The MRC is chosen as a case study due to its recent construction, low leakage rates, and its distinction as a separate pressure zone within the city. The water distribution network characteristics of the MRC in Iran are distinct due to the negligible impact of hydraulic difficulties on the urban water demand (UWD). Consequently, the flow rate data accurately represents the unadulterated UWD. According to the Ministry of Energy in Iran (2), the estimated daily per-capita water consumption of the MRC during the study period is around 288 L. This amount is approximately 68 L more than the national average and 12 L less than the water consumption in Tehran, the capital of Iran. The complex encompasses an expansive green space spanning over 2 km² and accommodates over 3000 inhabitants, a significant portion of whom are those engaged in the profession of preaching Islam and cultural advocacy.

2.2. Technical Properties of the Distribution Network

The main water supply of the city is provided by Koucherey and 15 Khordad dams with a capacity of 207 and 165 MCM, respectively. Other water supply sources are groundwater, namely Aliabad wells and Qomrood wells. The water of MRC is supplied by a tank which is usually refilled every 24 hours.

2.3. Experimental Setup

The water flow data was received from the Water and Wastewater Company. The dataset is recorded every hour from May 13, 2016, to February 19, 2017, which is equal to a 6768-hour observation. Since there were only a few records of precipitation, rainfall occurrence, and amount were not used as explanatory inputs of the model.
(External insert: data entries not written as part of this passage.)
//! Aggregate consent report
//!
//! Groups audited contacts by bucket, projects consent expiry over the
//! coming months and rates each acquisition source.

use crate::consent::AuditResult;
use chrono::{Datelike, Months};
use sendwize_common::config::ConsentConfig;
use sendwize_common::types::{Bucket, Timestamp};
use serde::{Deserialize, Serialize};
use std::collections::HashMap;

const MONTH_NAMES: [&str; 12] = [
    "Jan", "Feb", "Mar", "Apr", "May", "Jun", "Jul", "Aug", "Sep", "Oct", "Nov", "Dec",
];

/// Source label for contacts without one
pub const UNKNOWN_SOURCE: &str = "Unknown";

/// Number of contacts per bucket
#[derive(Debug, Clone, Copy, Default, PartialEq, Eq, Serialize, Deserialize)]
pub struct BucketCounts {
    pub safe: usize,
    pub probably: usize,
    pub risky: usize,
    pub danger: usize,
}

/// Projected consent lapses per month
#[derive(Debug, Clone, Default, PartialEq, Eq, Serialize, Deserialize)]
pub struct ExpiryTimeline {
    /// `"<Mon> <YYYY>"`, starting at the evaluation month
    pub labels: Vec<String>,
    pub data: Vec<usize>,
}

impl ExpiryTimeline {
    pub fn total(&self) -> usize {
        self.data.iter().sum()
    }
}

/// Rating of an acquisition source
#[derive(Debug, Clone, Copy, PartialEq, Eq, Serialize, Deserialize)]
pub enum SourceRating {
    Excellent,
    Good,
    Poor,
    Critical,
}

impl SourceRating {
    pub fn from_average(avg: u8) -> Self {
        match avg {
            85..=u8::MAX => SourceRating::Excellent,
            70..=84 => SourceRating::Good,
            50..=69 => SourceRating::Poor,
            _ => SourceRating::Critical,
        }
    }
}

/// Consent quality for one source
#[derive(Debug, Clone, PartialEq, Eq, Serialize, Deserialize)]
#[serde(rename_all = "camelCase")]
pub struct SourceQuality {
    pub source: String,
    pub total: usize,
    pub avg_score: u8,
    pub rating: SourceRating,
}

/// Consent audit report over a whole contact list
#[derive(Debug, Clone, Default, PartialEq, Eq, Serialize, Deserialize)]
#[serde(rename_all = "camelCase")]
pub struct ConsentAuditReport {
    pub total: usize,
    pub safe: Vec<AuditResult>,
    pub probably: Vec<AuditResult>,
    pub risky: Vec<AuditResult>,
    pub danger: Vec<AuditResult>,
    pub counts: BucketCounts,
    pub expiry_timeline: ExpiryTimeline,
    pub source_quality: Vec<SourceQuality>,
}

impl ConsentAuditReport {
    /// Build the report from per-contact results, kept in input order
    pub fn build(results: Vec<AuditResult>, evaluation_date: Timestamp, config: &ConsentConfig) -> Self {
        let total = results.len();
        let source_quality = source_quality(&results);

        let mut report = Self {
            total,
            source_quality,
            ..Self::default()
        };
        for result in results {
            match result.bucket {
                Bucket::Safe => report.safe.push(result),
                Bucket::Probably => report.probably.push(result),
                Bucket::Risky => report.risky.push(result),
                Bucket::Danger => report.danger.push(result),
            }
        }
        report.counts = BucketCounts {
            safe: report.safe.len(),
            probably: report.probably.len(),
            risky: report.risky.len(),
            danger: report.danger.len(),
        };
        report.expiry_timeline = expiry_timeline(
            report.risky.iter().chain(report.probably.iter()),
            evaluation_date,
            config,
        );
        report
    }

    /// Contacts scoring below the probably threshold
    pub fn at_risk(&self) -> usize {
        self.counts.risky + self.counts.danger
    }
}

fn month_label(year: i32, month0: u32) -> String {
    format!("{} {}", MONTH_NAMES[month0 as usize % 12], year)
}

/// Count contacts whose consent lapses in each of the next months.
///
/// Expiry is the consent date plus the configured lifetime. Lapses on an
/// earlier day or beyond the horizon are not counted.
pub fn expiry_timeline<'a>(
    results: impl IntoIterator<Item = &'a AuditResult>,
    evaluation_date: Timestamp,
    config: &ConsentConfig,
) -> ExpiryTimeline {
    let horizon = config.expiry_horizon_months as usize;
    let start = evaluation_date.year() * 12 + evaluation_date.month0() as i32;

    let labels = (0..horizon as i32)
        .map(|offset| {
            let index = start + offset;
            month_label(index.div_euclid(12), index.rem_euclid(12) as u32)
        })
        .collect();
    let mut data = vec![0; horizon];

    let lifetime = Months::new(config.consent_lifetime_years.saturating_mul(12));
    for result in results {
        let Some(expiry) = result
            .contact
            .parsed_consent_date()
            .and_then(|date| date.checked_add_months(lifetime))
        else {
            continue;
        };
        if expiry.date_naive() < evaluation_date.date_naive() {
            continue;
        }
        let offset = expiry.year() * 12 + expiry.month0() as i32 - start;
        if let Some(slot) = usize::try_from(offset).ok().and_then(|i| data.get_mut(i)) {
            *slot += 1;
        }
    }

    ExpiryTimeline { labels, data }
}

/// Rate each source by the rounded mean score of its contacts
pub fn source_quality(results: &[AuditResult]) -> Vec<SourceQuality> {
    let mut order: Vec<String> = Vec::new();
    let mut stats: HashMap<String, (usize, u64)> = HashMap::new();

    for result in results {
        let source = match result.contact.source.as_deref().map(str::trim) {
            Some(source) if !source.is_empty() => source.to_string(),
            _ => UNKNOWN_SOURCE.to_string(),
        };
        let entry = stats.entry(source.clone()).or_insert_with(|| {
            order.push(source);
            (0, 0)
        });
        entry.0 += 1;
        entry.1 += u64::from(result.score);
    }

    let mut quality: Vec<SourceQuality> = order
        .into_iter()
        .filter_map(|source| {
            let (total, sum) = stats.get(&source).copied()?;
            let avg_score = (sum as f64 / total as f64).round() as u8;
            Some(SourceQuality {
                source,
                total,
                avg_score,
                rating: SourceRating::from_average(avg_score),
            })
        })
        .collect();
    // stable sort keeps first-appearance order for ties
    quality.sort_by(|a, b| b.avg_score.cmp(&a.avg_score));
    quality
}

#[cfg(test)]
mod tests {
    use super::*;
    use chrono::{TimeZone, Utc};
    use pretty_assertions::assert_eq;
    use sendwize_common::types::ContactRecord;

    fn now() -> Timestamp {
        Utc.with_ymd_and_hms(2026, 10, 19, 12, 0, 0).unwrap()
    }

    fn result(email: &str, date: Option<&str>, source: Option<&str>, score: u8) -> AuditResult {
        let mut contact = ContactRecord::new(email);
        contact.consent_date = date.map(str::to_string);
        contact.source = source.map(str::to_string);
        AuditResult {
            contact,
            score,
            category: "test".to_string(),
            bucket: Bucket::from_score(score),
        }
    }

    #[test]
    fn test_timeline_labels() {
        let timeline = expiry_timeline(Vec::<AuditResult>::new().iter(), now(), &ConsentConfig::default());
        assert_eq!(timeline.labels.len(), 12);
        assert_eq!(timeline.labels[0], "Oct 2026");
        assert_eq!(timeline.labels[2], "Dec 2026");
        assert_eq!(timeline.labels[3], "Jan 2027");
        assert_eq!(timeline.labels[11], "Sep 2027");
        assert_eq!(timeline.data, vec![0; 12]);
    }

    #[test]
    fn test_timeline_counts() {
        let results = vec![
            // expires Nov 2026
            result("a@x.com", Some("2024-11-03"), None, 75),
            // expired Oct 1 2026, before the evaluation date
            result("b@x.com", Some("2024-10-01"), None, 75),
            // expires later this month
            result("c@x.com", Some("2024-10-25"), None, 50),
            // expires Oct 2027, past the horizon
            result("d@x.com", Some("2025-10-25"), None, 50),
            // no date
            result("e@x.com", None, None, 50),
        ];
        let timeline = expiry_timeline(&results, now(), &ConsentConfig::default());
        assert_eq!(timeline.data[0], 1);
        assert_eq!(timeline.data[1], 1);
        assert_eq!(timeline.total(), 2);
    }

    #[test]
    fn test_expiry_on_evaluation_day_counts() {
        let results = vec![result("a@x.com", Some("2024-10-19"), None, 75)];
        let timeline = expiry_timeline(&results, now(), &ConsentConfig::default());
        assert_eq!(timeline.data[0], 1);

        let results = vec![result("b@x.com", Some("2024-10-18"), None, 75)];
        let timeline = expiry_timeline(&results, now(), &ConsentConfig::default());
        assert_eq!(timeline.total(), 0);
    }

    #[test]
    fn test_report_buckets_and_timeline_scope() {
        let results = vec![
            result("safe@x.com", Some("2024-11-03"), Some("Website"), 95),
            result("probably@x.com", Some("2024-11-03"), Some("Website"), 75),
            result("risky@x.com", Some("2024-12-03"), Some("Event"), 45),
            result("danger@x.com", Some("2024-12-03"), Some("Event"), 10),
        ];
        let report = ConsentAuditReport::build(results, now(), &ConsentConfig::default());

        assert_eq!(report.total, 4);
        assert_eq!(
            report.counts,
            BucketCounts {
                safe: 1,
                probably: 1,
                risky: 1,
                danger: 1
            }
        );
        assert_eq!(report.safe[0].contact.email, "safe@x.com");
        // only risky and probably contacts are projected
        assert_eq!(report.expiry_timeline.total(), 2);
        assert_eq!(report.expiry_timeline.data[1], 1);
        assert_eq!(report.expiry_timeline.data[2], 1);
        assert_eq!(report.at_risk(), 2);
    }

    #[test]
    fn test_source_quality() {
        let results = vec![
            result("a@x.com", None, Some("Event"), 60),
            result("b@x.com", None, None, 90),
            result("c@x.com", None, Some("  "), 81),
            result("d@x.com", None, Some("Event"), 45),
            result("e@x.com", None, Some("Website"), 72),
            result("f@x.com", None, Some("Referral"), 72),
        ];
        let quality = source_quality(&results);

        let summary: Vec<(&str, usize, u8, SourceRating)> = quality
            .iter()
            .map(|q| (q.source.as_str(), q.total, q.avg_score, q.rating))
            .collect();
        assert_eq!(
            summary,
            vec![
                ("Unknown", 2, 86, SourceRating::Excellent),
                ("Website", 1, 72, SourceRating::Good),
                ("Referral", 1, 72, SourceRating::Good),
                ("Event", 2, 53, SourceRating::Poor),
            ]
        );
    }

    #[test]
    fn test_rating_thresholds() {
        assert_eq!(SourceRating::from_average(85), SourceRating::Excellent);
        assert_eq!(SourceRating::from_average(84), SourceRating::Good);
        assert_eq!(SourceRating::from_average(70), SourceRating::Good);
        assert_eq!(SourceRating::from_average(69), SourceRating::Poor);
        assert_eq!(SourceRating::from_average(50), SourceRating::Poor);
        assert_eq!(SourceRating::from_average(49), SourceRating::Critical);
    }

    #[test]
    fn test_report_serializes_camel_case() {
        let report = ConsentAuditReport::build(
            vec![result("a@x.com", Some("2024-11-03"), Some("Web"), 75)],
            now(),
            &ConsentConfig::default(),
        );
        let json = serde_json::to_value(&report).unwrap();
        assert_eq!(json["counts"]["probably"], 1);
        assert_eq!(json["expiryTimeline"]["labels"][0], "Oct 2026");
        assert_eq!(json["sourceQuality"][0]["avgScore"], 75);
        assert_eq!(json["probably"][0]["consentDate"], "2024-11-03");
        assert_eq!(json["probably"][0]["score"], 75);
    }
}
The extraction of useful information from a large dataset has been thoroughly investigated in the literature (11). Input variable selection has been a significant challenge in any research related to the topic of prediction (12). To meet this challenge, the iterative input selection (IIS) algorithm was used to select the most relevant inputs describing the water demand dataset (13). This algorithm has proved to be capable of choosing the most appropriate and non-redundant input in several testing conditions (13).

2.4. Predictive Models

2.4.1. MLP Neural Network

One of the most widely applied architectures of ANNs is the multi-layer perceptron feedforward neural network (MFNN). This popularity may stem from the ability of MFNN to approximate any complex nonlinear system dynamics. This method is a supervised learning method that estimates and adjusts weights and biases to approximate the output from the given inputs. In each epoch, it reduces the error between the estimated and real output by minimizing the cost function. According to the literature, a three-layer MFNN (input layer, one hidden layer, and output layer) can approximate almost all types of system behavior (3,14).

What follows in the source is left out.